What started out as a case concerning a pharmaceutical giant and antitrust law has morphed into a case over whether gay jurors can be removed from a jury based on their sexuality as it heads to the 9th U.S. Circuit Court of Appeals in San Francisco, according to the Associated Press.
There is already a constitutional ban against excluding a person from a jury based on race or gender; the court will have to determine whether or not the ban should cover sexual orientation.
In the case SmithKlineBeecham is suing Abbott Laboratories for violating antitrust laws when it increased the price of Norvir by 400 percent. SmithKlineBeecham claims that Abbott raised the price of the essential AIDS medication to harm the upcoming release of an AIDS treatment incorporating Norvir by SmithKlineBeecham, according to the Associated Press.

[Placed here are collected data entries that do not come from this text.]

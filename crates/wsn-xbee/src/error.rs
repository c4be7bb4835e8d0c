//! Error types for XBee gateway operations
//!
//! This module provides error handling for the protocol engine: serial
//! transport failures, API frame decoding, node lookups and the discovery
//! protocol.

use crate::frame::NodeKey;
use thiserror::Error;

/// Main error type for XBee gateway operations
#[derive(Error, Debug)]
pub enum XbeeError {
    // ===== Transport Errors =====
    /// Serial port not found
    #[error("Serial port not found: {0}")]
    PortNotFound(String),

    /// Transport could not be opened
    #[error("Failed to open transport {port}: {reason}")]
    TransportOpenFailed {
        /// Port path or transport name
        port: String,
        /// Failure reason
        reason: String,
    },

    /// Transport write failed
    #[error("Transport write failed: {0}")]
    TransportWriteFailed(String),

    /// Transport read failed
    #[error("Transport read failed: {0}")]
    TransportReadFailed(String),

    /// Transport is not open
    #[error("Transport disconnected")]
    Disconnected,

    // ===== Protocol Errors =====
    /// Checksum mismatch on an inbound API frame
    #[error("Invalid API frame checksum: expected 0x{expected:02X}, got 0x{got:02X}")]
    InvalidChecksum {
        /// Checksum computed over the frame data
        expected: u8,
        /// Checksum byte received
        got: u8,
    },

    /// Malformed API frame
    #[error("Invalid API frame: {0}")]
    InvalidFrame(String),

    /// Address string that is not fixed-width hex
    #[error("Invalid address: {0}")]
    InvalidAddress(String),

    /// Outbound frame data larger than an API frame can carry
    #[error("Frame data too large: {len} bytes, limit {max}")]
    FrameTooLarge {
        /// Frame data length requested
        len: usize,
        /// Largest accepted length
        max: usize,
    },

    /// AT command that is not two ASCII characters
    #[error("Invalid AT command: {0:?}")]
    InvalidAtCommand(String),

    // ===== Node Errors =====
    /// Lookup of a node key that was never configured
    #[error("Unknown node key: {0}")]
    InvalidKey(NodeKey),

    // ===== Discovery Errors =====
    /// A discovery session is already running
    #[error("Node discovery already in progress")]
    DiscoveryInProgress,

    /// Retries exhausted before every target responded
    #[error("Node discovery exhausted, undiscovered nodes: {}", format_keys(.undiscovered))]
    DiscoveryExhausted {
        /// Keys that never answered
        undiscovered: Vec<NodeKey>,
    },

    // ===== Configuration Errors =====
    /// Invalid configuration
    #[error("Invalid configuration: {0}")]
    InvalidConfig(String),

    // ===== General Errors =====
    /// Controller channel closed
    #[error("Channel closed")]
    ChannelClosed,

    /// IO error wrapper
    #[error("IO error: {0}")]
    Io(#[from] std::io::Error),
}

fn format_keys(keys: &[NodeKey]) -> String {
    keys.iter()
        .map(NodeKey::as_str)
        .collect::<Vec<_>>()
        .join(", ")
}

impl XbeeError {
    /// Check if this error is recoverable by reopening the transport
    pub fn is_retriable(&self) -> bool {
        matches!(
            self,
            XbeeError::Disconnected
                | XbeeError::TransportReadFailed(_)
                | XbeeError::TransportWriteFailed(_)
                | XbeeError::TransportOpenFailed { .. }
        )
    }

    /// Check if this is a protocol error (bad data from the radio)
    pub fn is_protocol_error(&self) -> bool {
        matches!(
            self,
            XbeeError::InvalidChecksum { .. } | XbeeError::InvalidFrame(_)
        )
    }

    /// Get an error code for logging
    pub fn error_code(&self) -> &'static str {
        match self {
            XbeeError::PortNotFound(_) => "PORT_NOT_FOUND",
            XbeeError::TransportOpenFailed { .. } => "TRANSPORT_OPEN_FAILED",
            XbeeError::TransportWriteFailed(_) => "TRANSPORT_WRITE_FAILED",
            XbeeError::TransportReadFailed(_) => "TRANSPORT_READ_FAILED",
            XbeeError::Disconnected => "DISCONNECTED",
            XbeeError::InvalidChecksum { .. } => "INVALID_CHECKSUM",
            XbeeError::InvalidFrame(_) => "INVALID_FRAME",
            XbeeError::FrameTooLarge { .. } => "FRAME_TOO_LARGE",
            XbeeError::InvalidAddress(_) => "INVALID_ADDRESS",
            XbeeError::InvalidAtCommand(_) => "INVALID_AT_COMMAND",
            XbeeError::InvalidKey(_) => "INVALID_KEY",
            XbeeError::DiscoveryInProgress => "DISCOVERY_IN_PROGRESS",
            XbeeError::DiscoveryExhausted { .. } => "DISCOVERY_EXHAUSTED",
            XbeeError::InvalidConfig(_) => "INVALID_CONFIG",
            XbeeError::ChannelClosed => "CHANNEL_CLOSED",
            XbeeError::Io(_) => "IO_ERROR",
        }
    }
}

/// Result type alias for XBee operations
pub type Result<T> = std::result::Result<T, XbeeError>;

impl<T> From<tokio::sync::mpsc::error::SendError<T>> for XbeeError {
    fn from(_: tokio::sync::mpsc::error::SendError<T>) -> Self {
        XbeeError::ChannelClosed
    }
}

Many in the gay community were angered by the sudden increase of price and SmithKlineBeecham claims that Abbott removed "Juror B" because of his sexual orientation, according to the Associated Press.
"The ability to serve on a jury is a vital aspect of U.S. citizenship," Erwin Chemerinksy, a constitutional-law scholar at the University of California, Irvine, told the Wall Street Journal. "Just as it's wrong to strike a juror on the basis of race and gender, so too is it wrong for a court to discriminate on ground of sexual orientation."
Abbott has argued that the reasons Juror B was dismissed by one of their preemptory challenges had nothing to do with the juror's sexuality. Juror B was the only juror questioned who had heard about SmithKlineBeecham's upcoming AIDS medication and he was also the only juror who had lost a friend to AIDS, according to the Associated Press.
Thaddeus Hoffmeister, a law professor at the University of Dayton, told the Wall Street Journal that gays haven't suffered the same institutionalized discrimination as women and minorities have when it comes to jury selection.
"The legal books said 'we will discriminate,'" Hoffmeister said. "It's a different ballgame."